## Benchmark 3: leaderboard scoring test
We are working under the assumption that the month of November is being scored on the public leaderboard. Before we do much else, I want to confirm that assumption with an experiment. We are going to burn a days worth of submission in the process, but I think it's worth it to be sure in the long run. The plan is to use dummy submission files to test what month is actually being scored. The setup will be as follows:
1. [Positive control](#positive_control): predictions for all timepoints - this will give us the expected score when we guess the right month.
2. [Negative control](#negative_control): zeros for all timepoints - this will give us the expected score when we guess the wrong month.
3. [November test](#november_test): predictions for November timepoints, zeros everywhere else.
4. [December test](#december_test): predictions for December timepoints, zeros everywhere else.
5. [January test](#january_test): predictions for January timepoints, zeros everywhere else.
6. [Sanity check](#sanity_check): make sure all submission files have the expected number of zero and non-zero rows
7. [Results](#results)

If more than one month is being scored, the positive control score will be better than the individual test scores and we will have multiple month tests that do better than the negative control. I don't think this is the case, but we will be able to spot with this experimental design.

In [1]:
# Add parent directory to path to allow import of config.py
import sys
sys.path.append('..')
import config as conf

import pandas as pd

print(f'Python: {sys.version}')
print()
print(f'Pandas {pd.__version__}')

Python: 3.10.0 | packaged by conda-forge | (default, Nov 20 2021, 02:24:10) [GCC 9.4.0]

Pandas 1.4.3


<a name="positive_control"></a>
### 1. Positive control

In [2]:
# We already have predictions for all counties/timepoints from the oneshot naive model.
# let's use those to fill in our dummy submission files.
prediction_file = f'{conf.BENCHMARKING_PATH}/2023-01-31_oneshot_naive_model_submission.csv'
positive_control_df = pd.read_csv(prediction_file)
positive_control_df.head()

Unnamed: 0,row_id,microbusiness_density
0,1001_2022-11-01,3.463856
1,1001_2022-12-01,3.463856
2,1001_2023-01-01,3.463856
3,1001_2023-02-01,3.463856
4,1001_2023-03-01,3.463856


In [3]:
# Right off the bat, this is our positive control file so let's
# write in into our data dir for this experiment
output_file = f'{conf.LEADERBOARD_TEST_PATH}/positive_control.csv'
positive_control_df.to_csv(output_file, sep=',', index=False)

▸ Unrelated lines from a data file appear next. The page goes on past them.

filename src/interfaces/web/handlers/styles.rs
use axum::extract::{Path, State};
use axum::Json;
use serde_json::json;

use super::{ApiResponse, internal_error, not_found, ok};
use crate::core::store::NewOutputStyle;
use crate::interfaces::web::AppState;

pub async fn list_styles(State(state): State<AppState>) -> ApiResponse {
    match state.store.list_output_styles().await {
        Ok(styles) => ok(json!({ "success": true, "styles": styles })),
        Err(e) => internal_error(e),
    }
}

pub async fn create_style(
    State(state): State<AppState>,
    Json(payload): Json<NewOutputStyle>,
) -> ApiResponse {
    match state.store.create_output_style(&payload).await {
        Ok(style) => ok(json!({ "success": true, "style": style })),
        Err(e) => internal_error(e),
    }
}

pub async fn get_style(State(state): State<AppState>, Path(id): Path<String>) -> ApiResponse {
    match state.store.get_output_style(&id).await {
        Ok(Some(style)) => ok(json!({ "success": true, "style": style })),
        Ok(None) => not_found(format!("Output style not found: {id}")),
        Err(e) => internal_error(e),
    }
}

pub async fn update_style(
    State(state): State<AppState>,
    Path(id): Path<String>,
    Json(payload): Json<NewOutputStyle>,
) -> ApiResponse {
    match state.store.update_output_style(&id, &payload).await {
        Ok(true) => ok(json!({ "success": true })),
        Ok(false) => not_found(format!("Output style not found: {id}")),
        Err(e) => internal_error(e),
    }
}

pub async fn delete_style(State(state): State<AppState>, Path(id): Path<String>) -> ApiResponse {
    match state.store.delete_output_style(&id).await {
        Ok(true) => ok(json!({ "success": true })),
        Ok(false) => not_found(format!("Output style not found: {id}")),
        Err(e) => internal_error(e),
    }
}
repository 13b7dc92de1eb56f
use axum::extract::{Path, State};
use axum::Json;
use serde_json::json;

use super::{ApiResponse, internal_error, not_found, ok, runner_error};
use crate::core::store::NewMeeting;
use crate::interfaces::web::AppState;

pub async fn list_meetings(State(state): State<AppState>) -> ApiResponse {
    match state.store.list_meetings().await {
        Ok(meetings) => ok(json!({ "success": true, "meetings": meetings })),
        Err(e) => internal_error(e),
    }
}

pub async fn create_meeting(
    State(state): State<AppState>,
    Json(payload): Json<NewMeeting>,
) -> ApiResponse {
    match state.store.get_workflow(&payload.workflow_id).await {
        Ok(Some(_)) => {}
        Ok(None) => {
            return super::bad_request(format!(
                "Workflow not configured: {}",
                payload.workflow_id
            ));
        }
        Err(e) => return internal_error(e),
    }
    match state.store.create_meeting(&payload).await {
        Ok(meeting) => ok(json!({ "success": true, "meeting": meeting })),
        Err(e) => internal_error(e),
    }
}

pub async fn get_meeting(State(state): State<AppState>, Path(id): Path<String>) -> ApiResponse {
    match state.store.get_meeting(&id).await {
        Ok(Some(meeting)) => ok(json!({ "success": true, "meeting": meeting })),
        Ok(None) => not_found(format!("Meeting not found: {id}")),
        Err(e) => internal_error(e),
    }
}

pub async fn get_messages(State(state): State<AppState>, Path(id): Path<String>) -> ApiResponse {
    match state.store.list_messages(&id).await {
        Ok(messages) => ok(json!({ "success": true, "messages": messages })),
        Err(e) => internal_error(e),
    }
}

pub async fn start_meeting(State(state): State<AppState>, Path(id): Path<String>) -> ApiResponse {
    match state.runner.start(&id).await {
        Ok(meeting) => ok(json!({ "success": true, "meeting": meeting })),
        Err(e) => runner_error(e),
    }
}

pub async fn run_next(State(state): State<AppState>, Path(id): Path<String>) -> ApiResponse {
    match state.runner.run_next(&id).await {
        Ok(report) => ok(json!({
            "success": true,
            "current_step": report.current_step,
            "total_steps": report.total_steps,
            "status": report.status,
            "executed_step": report.executed_step,
            "messages": report.messages,
        })),
        Err(e) => runner_error(e),
    }
}

#[derive(Debug, Default, serde::Deserialize)]
pub struct ResumeRequest {
    pub whiteboard: Option<String>,
}

pub async fn resume(
    State(state): State<AppState>,
    Path(id): Path<String>,
    body: axum::body::Bytes,
) -> ApiResponse {
    // An empty or malformed body just means "resume without edits".
    let whiteboard = serde_json::from_slice::<ResumeRequest>(&body)
        .ok()
        .and_then(|p| p.whiteboard);
    match state.runner.resume(&id, whiteboard).await {
        Ok(report) => ok(json!({
            "success": true,
            "current_step": report.current_step,
            "total_steps": report.total_steps,
            "status": report.status,
            "executed_step": report.executed_step,
            "messages": report.messages,
        })),
        Err(e) => runner_error(e),
    }
}
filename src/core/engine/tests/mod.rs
mod state_machine;
mod support;
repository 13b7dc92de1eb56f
//! Domain types for meetings: the configured entities (agent, output style,
//! workflow), the transcript [`Message`], the declarative [`WorkflowStep`]
//! union, and the [`Meeting`] record with its status state machine.
//!
//! These types are persistence- and transport-agnostic: the store maps them to
//! and from SQLite rows, the web layer serializes them to JSON, and the engine
//! reads them from an execution-context snapshot. Serde representations follow
//! the teacher's conventions — `snake_case` enums and a `type`-tagged step
//! union.

use serde::{Deserialize, Serialize};

/// A configured meeting participant. `style_id` is resolved at call time, never
/// cached in the record.
#[derive(Debug, Clone, Serialize, Deserialize)]
pub struct Agent {
    pub id: String,
    pub name: String,
    pub role: String,
    pub avatar_url: Option<String>,
    pub persona: String,
    pub prompt: Option<String>,
    pub style_id: String,
    pub provider: String,
    pub model: String,
    pub temperature: f32,
}

/// A reusable output-formatting fragment, resolved by id and spliced into a
/// speaker or summary prompt.
#[derive(Debug, Clone, Serialize, Deserialize)]
pub struct OutputStyle {
    pub id: String,
    pub name: String,
    pub prompt_segment: String,
    pub description: String,
    pub is_active: bool,
}

/// One step of a meeting workflow. A closed, `type`-tagged union so unknown
/// step kinds are unrepresentable and dispatch can be exhaustive.
#[derive(Debug, Clone, PartialEq, Eq, Serialize, Deserialize)]
#[serde(tag = "type", rename_all = "snake_case")]
pub enum WorkflowStep {
    Speak { agent_id: String },
    ParallelSpeak { agent_ids: Vec<String> },
    Summary { agent_id: String },
    UserIntervention { label: Option<String> },
}

impl WorkflowStep {
    /// The agent ids this step names directly, in declaration order. Used by
    /// the runner to assemble the participant set for context loading.
    pub fn referenced_agent_ids(&self) -> Vec<&str> {
        match self {
            WorkflowStep::Speak { agent_id } | WorkflowStep::Summary { agent_id } => {
                vec![agent_id.as_str()]
            }
            WorkflowStep::ParallelSpeak { agent_ids } => {
                agent_ids.iter().map(String::as_str).collect()
            }
            WorkflowStep::UserIntervention { .. } => Vec::new(),
        }
    }
}

/// A declarative meeting workflow: the participant list for context assembly
/// plus the ordered steps that drive the meeting.
#[derive(Debug, Clone, Serialize, Deserialize)]
pub struct MeetingWorkflow {
    pub id: String,
    pub name: String,
    pub description: String,
    pub start_prompt: String,
    pub end_prompt: String,
    pub agent_ids: Vec<String>,
    pub steps: Vec<WorkflowStep>,
    pub is_active: bool,
}

/// The lifecycle state of a meeting. `pending → in_progress → {waiting ⇄
/// in_progress} → {completed | error}`; `completed` and `error` are terminal.
#[derive(Debug, Clone, Copy, PartialEq, Eq, Serialize, Deserialize)]
#[serde(rename_all = "snake_case")]
pub enum MeetingStatus {
    Pending,
    InProgress,
    Waiting,
    Completed,
    Error,
}

impl MeetingStatus {
    /// The stored/wire string for this status.
    pub fn as_str(&self) -> &'static str {
        match self {
            MeetingStatus::Pending => "pending",
            MeetingStatus::InProgress => "in_progress",
            MeetingStatus::Waiting => "waiting",
            MeetingStatus::Completed => "completed",
            MeetingStatus::Error => "error",
        }
    }

    /// Parse a stored/wire string back into a status; `None` for anything
    /// unrecognized so callers can decide how to treat a bad value.
    pub fn from_status(value: &str) -> Option<MeetingStatus> {
        match value {
            "pending" => Some(MeetingStatus::Pending),
            "in_progress" => Some(MeetingStatus::InProgress),
            "waiting" => Some(MeetingStatus::Waiting),
            "completed" => Some(MeetingStatus::Completed),
            "error" => Some(MeetingStatus::Error),
            _ => None,
        }
    }

    /// `completed` and `error` accept no further transitions.
    pub fn is_terminal(&self) -> bool {
        matches!(self, MeetingStatus::Completed | MeetingStatus::Error)
    }
}

/// Whether a meeting may move from `from` to `to`. Staying in place is always
/// allowed; any active state may be marked `error`; otherwise only the
/// lifecycle edges are permitted.
pub fn can_transition(from: MeetingStatus, to: MeetingStatus) -> bool {
    use MeetingStatus::*;
    if from == to {
        return true;
    }
    if from.is_terminal() {
        return false;
    }
    if to == Error {
        return true;
    }
    matches!(
        (from, to),
        (Pending, InProgress) | (InProgress, Waiting) | (InProgress, Completed) | (Waiting, InProgress)
    )
}

/// A meeting record. `current_step` starts at 0 and only advances on handler
/// success; `status` follows the state machine above.
#[derive(Debug, Clone, Serialize, Deserialize)]
pub struct Meeting {
    pub id: String,
    pub title: String,
    pub topic: String,
    pub whiteboard: String,
    pub workflow_id: String,
    pub current_step: usize,
    pub status: MeetingStatus,
    pub start_prompt_override: Option<String>,
    pub end_prompt_override: Option<String>,
    pub summary_agent_id: Option<String>,
    pub final_conclusion: Option<String>,
    pub created_at: String,
    pub completed_at: Option<String>,
}

/// One persisted transcript entry. Append-only. `agent_role` and `step_number`
/// are optional for backward compatibility with older rows; the history
/// formatter supplies fallbacks.
#[derive(Debug, Clone, Serialize, Deserialize)]
pub struct Message {
    pub id: i64,
    pub meeting_id: String,
    pub agent_id: String,
    pub agent_name: String,
    pub agent_role: Option<String>,
    pub step_number: Option<usize>,
    pub agent_avatar_url: Option<String>,
    pub content: String,
    pub created_at: String,
}
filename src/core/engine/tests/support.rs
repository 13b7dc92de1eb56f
//! Shared fixtures: a stub model port, a fixed style resolver, and context
//! builders.

use std::collections::HashMap;
use std::sync::Arc;
use std::sync::atomic::{AtomicUsize, Ordering};

use anyhow::Result;
use async_trait::async_trait;
use tokio::sync::Mutex;

use crate::core::engine::{ExecutionContext, StyleResolver, WorkflowEngine};
use crate::core::llm::{ChatRequest, Completion, GenerationOptions, ModelPort, Usage};
use crate::core::meeting::{
    Agent, Meeting, MeetingStatus, MeetingWorkflow, OutputStyle, WorkflowStep,
};

pub(crate) const SHARED_STYLE_ID: &str = "shared-style";

/// Counts invocations, optionally fails for chosen model ids, and records the
/// last request so prompts and cacheable context can be asserted on.
pub(crate) struct StubModelPort {
    calls: AtomicUsize,
    fail_models: Vec<String>,
    /// `Some` replies with a fixed string, `None` echoes the model id.
    reply: Option<String>,
    pub last_request: Mutex<Option<ChatRequest>>,
    pub last_options: Mutex<Option<GenerationOptions>>,
}

impl StubModelPort {
    pub fn replying(reply: &str) -> Arc<Self> {
        Arc::new(Self {
            calls: AtomicUsize::new(0),
            fail_models: Vec::new(),
            reply: Some(reply.to_string()),
            last_request: Mutex::new(None),
            last_options: Mutex::new(None),
        })
    }

    pub fn echoing_model() -> Arc<Self> {
        Arc::new(Self {
            calls: AtomicUsize::new(0),
            fail_models: Vec::new(),
            reply: None,
            last_request: Mutex::new(None),
            last_options: Mutex::new(None),
        })
    }

    pub fn failing_for(fail_models: &[&str]) -> Arc<Self> {
        Arc::new(Self {
            calls: AtomicUsize::new(0),
            fail_models: fail_models.iter().map(|m| m.to_string()).collect(),
            reply: None,
            last_request: Mutex::new(None),
            last_options: Mutex::new(None),
        })
    }

    pub fn call_count(&self) -> usize {
        self.calls.load(Ordering::SeqCst)
    }
}

#[async_trait]
impl ModelPort for StubModelPort {
    async fn invoke(
        &self,
        request: &ChatRequest,
        options: &GenerationOptions,
    ) -> Result<Completion> {
        self.calls.fetch_add(1, Ordering::SeqCst);
        *self.last_request.lock().await = Some(request.clone());
        *self.last_options.lock().await = Some(options.clone());
        if self.fail_models.iter().any(|m| m == &options.model) {
            anyhow::bail!("stub failure for {}", options.model);
        }
        Ok(Completion {
            text: self
                .reply
                .clone()
                .unwrap_or_else(|| options.model.clone()),
            usage: Usage {
                input_tokens: 10,
                output_tokens: 5,
            },
        })
    }
}

pub(crate) struct StubStyles {
    styles: HashMap<String, OutputStyle>,
}

impl StubStyles {
    pub fn with_shared_style() -> Arc<Self> {
        let mut styles = HashMap::new();
        styles.insert(
            SHARED_STYLE_ID.to_string(),
            OutputStyle {
                id: SHARED_STYLE_ID.to_string(),
                name: "Shared".to_string(),
                prompt_segment: "Keep it short.".to_string(),
                description: String::new(),
                is_active: true,
            },
        );
        Arc::new(Self { styles })
    }

    pub fn empty() -> Arc<Self> {
        Arc::new(Self {
            styles: HashMap::new(),
        })
    }
}

#[async_trait]
impl StyleResolver for StubStyles {
    async fn resolve_output_style(&self, style_id: &str) -> Result<Option<OutputStyle>> {
        Ok(self.styles.get(style_id).cloned())
    }
}

pub(crate) fn agent(id: &str) -> Agent {
    Agent {
        id: id.to_string(),
        name: format!("{id}-name"),
        role: format!("{id}-role"),
        avatar_url: None,
        persona: "Test persona.".to_string(),
        prompt: None,
        style_id: SHARED_STYLE_ID.to_string(),
        provider: "stub".to_string(),
        model: format!("{id}-model"),
        temperature: 0.7,
    }
}

pub(crate) fn context(
    steps: Vec<WorkflowStep>,
    agents: Vec<Agent>,
    current_step: usize,
) -> ExecutionContext {
    let agent_ids: Vec<String> = agents.iter().map(|a| a.id.clone()).collect();
    ExecutionContext {
        meeting: Meeting {
            id: "m-1".to_string(),
            title: "Test meeting".to_string(),
            topic: "Topic under test".to_string(),
            whiteboard: String::new(),
            workflow_id: "wf-1".to_string(),
            current_step,
            status: MeetingStatus::InProgress,
            start_prompt_override: None,
            end_prompt_override: None,
            summary_agent_id: None,
            final_conclusion: None,
            created_at: String::new(),
            completed_at: None,
        },
        workflow: MeetingWorkflow {
            id: "wf-1".to_string(),
            name: "Test workflow".to_string(),
            description: String::new(),
            start_prompt: "Stay on topic.".to_string(),
            end_prompt: "Wrap up with decisions.".to_string(),
            agent_ids,
            steps,
            is_active: true,
        },
        agents: agents.into_iter().map(|a| (a.id.clone(), a)).collect(),
        messages: Vec::new(),
        whiteboard: String::new(),
    }
}

pub(crate) fn engine(
    port: &Arc<StubModelPort>,
    styles: &Arc<StubStyles>,
) -> WorkflowEngine {
    WorkflowEngine::new(
        Arc::clone(port) as Arc<dyn ModelPort>,
        Arc::clone(styles) as Arc<dyn StyleResolver>,
    )
}
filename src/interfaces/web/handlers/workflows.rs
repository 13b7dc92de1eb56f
use axum::extract::{Path, State};
use axum::Json;
use serde_json::json;

use super::{ApiResponse, internal_error, not_found, ok};
use crate::core::store::NewWorkflow;
use crate::interfaces::web::AppState;

pub async fn list_workflows(State(state): State<AppState>) -> ApiResponse {
    match state.store.list_workflows().await {
        Ok(workflows) => ok(json!({ "success": true, "workflows": workflows })),
        Err(e) => internal_error(e),
    }
}

pub async fn create_workflow(
    State(state): State<AppState>,
    Json(payload): Json<NewWorkflow>,
) -> ApiResponse {
    if payload.steps.is_empty() {
        return super::bad_request("A workflow needs at least one step");
    }
    match state.store.create_workflow(&payload).await {
        Ok(workflow) => ok(json!({ "success": true, "workflow": workflow })),
        Err(e) => internal_error(e),
    }
}

pub async fn get_workflow(State(state): State<AppState>, Path(id): Path<String>) -> ApiResponse {
    match state.store.get_workflow(&id).await {
        Ok(Some(workflow)) => ok(json!({ "success": true, "workflow": workflow })),
        Ok(None) => not_found(format!("Workflow not found: {id}")),
        Err(e) => internal_error(e),
    }
}

pub async fn update_workflow(
    State(state): State<AppState>,
    Path(id): Path<String>,
    Json(payload): Json<NewWorkflow>,
) -> ApiResponse {
    if payload.steps.is_empty() {
        return super::bad_request("A workflow needs at least one step");
    }
    match state.store.update_workflow(&id, &payload).await {
        Ok(true) => ok(json!({ "success": true })),
        Ok(false) => not_found(format!("Workflow not found: {id}")),
        Err(e) => internal_error(e),
    }
}

pub async fn delete_workflow(
    State(state): State<AppState>,
    Path(id): Path<String>,
) -> ApiResponse {
    match state.store.delete_workflow(&id).await {
        Ok(true) => ok(json!({ "success": true })),
        Ok(false) => not_found(format!("Workflow not found: {id}")),
        Err(e) => internal_error(e),
    }
}
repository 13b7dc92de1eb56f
mod anthropic;
mod google;
mod openai;

pub use anthropic::AnthropicProvider;
pub use google::GoogleProvider;
pub use openai::OpenAiProvider;

/// Header used when a cacheable context block is prepended to a conversation.
pub(crate) const CONTEXT_HEADER: &str = "## Reference document";
//! SQLite persistence for meeting configuration and transcripts. The engine
//! never touches this directly; it sees only the style-resolver seam, and the
//! runner persists engine outcomes after each advance.

pub mod seed;

use std::path::Path;
use std::sync::Arc;

use anyhow::Result;
use async_trait::async_trait;
use rusqlite::{Connection, params};
use tokio::sync::Mutex;
use tracing::info;

use crate::core::engine::StyleResolver;
use crate::core::meeting::{
    Agent, Meeting, MeetingStatus, MeetingWorkflow, Message, OutputStyle, WorkflowStep,
};

pub struct MeetingStore {
    db: Arc<Mutex<Connection>>,
}

#[derive(Debug, Clone, serde::Serialize, serde::Deserialize)]
pub struct NewAgent {
    pub name: String,
    pub role: String,
    #[serde(default)]
    pub avatar_url: Option<String>,
    #[serde(default)]
    pub persona: String,
    #[serde(default)]
    pub prompt: Option<String>,
    pub style_id: String,
    pub provider: String,
    pub model: String,
    #[serde(default = "default_temperature")]
    pub temperature: f32,
}

fn default_temperature() -> f32 {
    0.7
}

#[derive(Debug, Clone, serde::Serialize, serde::Deserialize)]
pub struct NewOutputStyle {
    pub name: String,
    pub prompt_segment: String,
    #[serde(default)]
    pub description: String,
    #[serde(default = "default_true")]
    pub is_active: bool,
}

fn default_true() -> bool {
    true
}

#[derive(Debug, Clone, serde::Serialize, serde::Deserialize)]
pub struct NewWorkflow {
    pub name: String,
    #[serde(default)]
    pub description: String,
    #[serde(default)]
    pub start_prompt: String,
    #[serde(default)]
    pub end_prompt: String,
    #[serde(default)]
    pub agent_ids: Vec<String>,
    pub steps: Vec<WorkflowStep>,
    #[serde(default = "default_true")]
    pub is_active: bool,
}

#[derive(Debug, Clone, serde::Serialize, serde::Deserialize)]
pub struct NewMeeting {
    pub title: String,
    pub topic: String,
    #[serde(default)]
    pub whiteboard: String,
    pub workflow_id: String,
    #[serde(default)]
    pub start_prompt_override: Option<String>,
    #[serde(default)]
    pub end_prompt_override: Option<String>,
    #[serde(default)]
    pub summary_agent_id: Option<String>,
}

#[derive(Debug, Clone)]
pub struct NewMessage {
    pub meeting_id: String,
    pub agent_id: String,
    pub agent_name: String,
    pub agent_role: Option<String>,
    pub step_number: Option<usize>,
    pub agent_avatar_url: Option<String>,
    pub content: String,
}
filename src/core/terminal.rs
use console::{Emoji, style};

pub static SUCCESS_ICON: Emoji<'_, '_> = Emoji("✅ ", "");
pub static INFO_ICON: Emoji<'_, '_> = Emoji("ℹ️  ", "");
pub static WARN_ICON: Emoji<'_, '_> = Emoji("⚠️  ", "");
pub static ERROR_ICON: Emoji<'_, '_> = Emoji("❌ ", "");
pub static GLOBE: Emoji<'_, '_> = Emoji("🌐 ", "");
pub static GEAR: Emoji<'_, '_> = Emoji("⚙️  ", "");

pub fn print_success(msg: &str) {
    println!("{} {}", SUCCESS_ICON, style(msg).green());
}

pub fn print_info(msg: &str) {
    println!("{} {}", INFO_ICON, style(msg).blue());
}

pub fn print_warn(msg: &str) {
    println!("{} {}", WARN_ICON, style(msg).yellow());
}

pub fn print_error(msg: &str) {
    eprintln!("{} {}", ERROR_ICON, style(msg).red().bold());
}

pub fn print_status(label: &str, msg: &str) {
    println!("  {} {}: {}", GEAR, style(label).bold().cyan(), msg);
}

pub fn print_link(label: &str, url: &str) {
    println!(
        "  {} {}: {}",
        GLOBE,
        style(label).bold(),
        style(url).underlined().cyan()
    );
}

pub fn print_banner() {
    println!();
    println!(
        "  {}  {}",
        style("quorum").magenta().bold(),
        style("simulated multi-agent meetings").dim()
    );
    println!();
}

/// A titled block of `command — description` lines for the help screen.
pub struct GuideSection {
    title: &'static str,
    entries: Vec<(&'static str, &'static str)>,
}

impl GuideSection {
    pub fn new(title: &'static str) -> Self {
        Self {
            title,
            entries: Vec::new(),
        }
    }

    pub fn command(mut self, name: &'static str, description: &'static str) -> Self {
        self.entries.push((name, description));
        self
    }

    pub fn print(self) {
        println!(" {}", style(self.title).bold().underlined());
        for (name, description) in self.entries {
            println!("   {:<10} {}", style(name).green(), description);
        }
        println!();
    }
}
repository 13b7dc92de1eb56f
use anyhow::{Result, anyhow};
use async_trait::async_trait;
use reqwest::Client;
use serde::{Deserialize, Serialize};

use super::CONTEXT_HEADER;
use crate::core::llm::{ChatRequest, Completion, GenerationOptions, LlmProvider, Usage};

#[derive(Serialize)]
struct OpenAiRequest<'a> {
    model: &'a str,
    messages: Vec<OpenAiMessage<'a>>,
    max_completion_tokens: u32,
    #[serde(skip_serializing_if = "Option::is_none")]
    temperature: Option<f32>,
}

#[derive(Serialize)]
struct OpenAiMessage<'a> {
    role: &'a str,
    content: String,
}

#[derive(Deserialize)]
struct OpenAiResponse {
    choices: Vec<OpenAiChoice>,
    usage: Option<OpenAiUsage>,
}

#[derive(Deserialize)]
struct OpenAiChoice {
    message: OpenAiMessageOwned,
}

#[derive(Deserialize)]
struct OpenAiMessageOwned {
    content: Option<String>,
}

#[derive(Deserialize)]
struct OpenAiUsage {
    prompt_tokens: u64,
    completion_tokens: u64,
}

pub struct OpenAiProvider {
    api_key: String,
    client: Client,
}

impl OpenAiProvider {
    pub fn new(api_key: String) -> Self {
        Self {
            api_key,
            client: Client::new(),
        }
    }
}

/// Reasoning models reject the `system` role and a temperature parameter.
fn is_reasoning_model(model: &str) -> bool {
    model.starts_with("o1-") || model.starts_with("o3-") || model.starts_with("gpt-5")
}

#[async_trait]
impl LlmProvider for OpenAiProvider {
    fn provider_id(&self) -> &str {
        "openai"
    }

    async fn complete(
        &self,
        request: &ChatRequest,
        options: &GenerationOptions,
    ) -> Result<Completion> {
        let instruction_role = if is_reasoning_model(&options.model) {
            "developer"
        } else {
            "system"
        };

        let mut messages = Vec::new();
        // OpenAI caches by prefix match, so the stable context block goes first.
        if let Some(context) = &request.cacheable_context {
            messages.push(OpenAiMessage {
                role: instruction_role,
                content: format!("{CONTEXT_HEADER}\n\n{context}"),
            });
        }
        if !request.system.is_empty() {
            messages.push(OpenAiMessage {
                role: instruction_role,
                content: request.system.clone(),
            });
        }
        messages.push(OpenAiMessage {
            role: "user",
            content: request.user.clone(),
        });

        let req = OpenAiRequest {
            model: &options.model,
            messages,
            max_completion_tokens: options.max_tokens,
            temperature: if is_reasoning_model(&options.model) {
                None
            } else {
                Some(options.temperature)
            },
        };

        let res = self
            .client
            .post("https://api.openai.com/v1/chat/completions")
            .header("Authorization", format!("Bearer {}", self.api_key))
            .json(&req)
            .send()
            .await?;
        if !res.status().is_success() {
            return Err(anyhow!(
                "OpenAI API error ({}): {}",
                res.status().as_u16(),
                res.text().await.unwrap_or_default()
            ));
        }
        let parsed: OpenAiResponse = res.json().await?;
        let usage = parsed
            .usage
            .map(|u| Usage {
                input_tokens: u.prompt_tokens,
                output_tokens: u.completion_tokens,
            })
            .unwrap_or_default();
        let text = parsed
            .choices
            .into_iter()
            .next()
            .and_then(|c| c.message.content)
            .unwrap_or_default();
        Ok(Completion { text, usage })
    }
}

<a name="negative_control"></a>
### 2. Negative control

In [4]:
# Next, let's make our negative control, i.e. fill all of the predictions
# with just zeros
negative_control_df = positive_control_df.drop(['microbusiness_density'], axis=1)
negative_control_df['microbusiness_density'] = 0
negative_control_df.head()

Unnamed: 0,row_id,microbusiness_density
0,1001_2022-11-01,0
1,1001_2022-12-01,0
2,1001_2023-01-01,0
3,1001_2023-02-01,0
4,1001_2023-03-01,0


In [5]:
# Write negative control to csv
output_file = f'{conf.LEADERBOARD_TEST_PATH}/negative_control.csv'
negative_control_df.to_csv(output_file, sep=',', index=False)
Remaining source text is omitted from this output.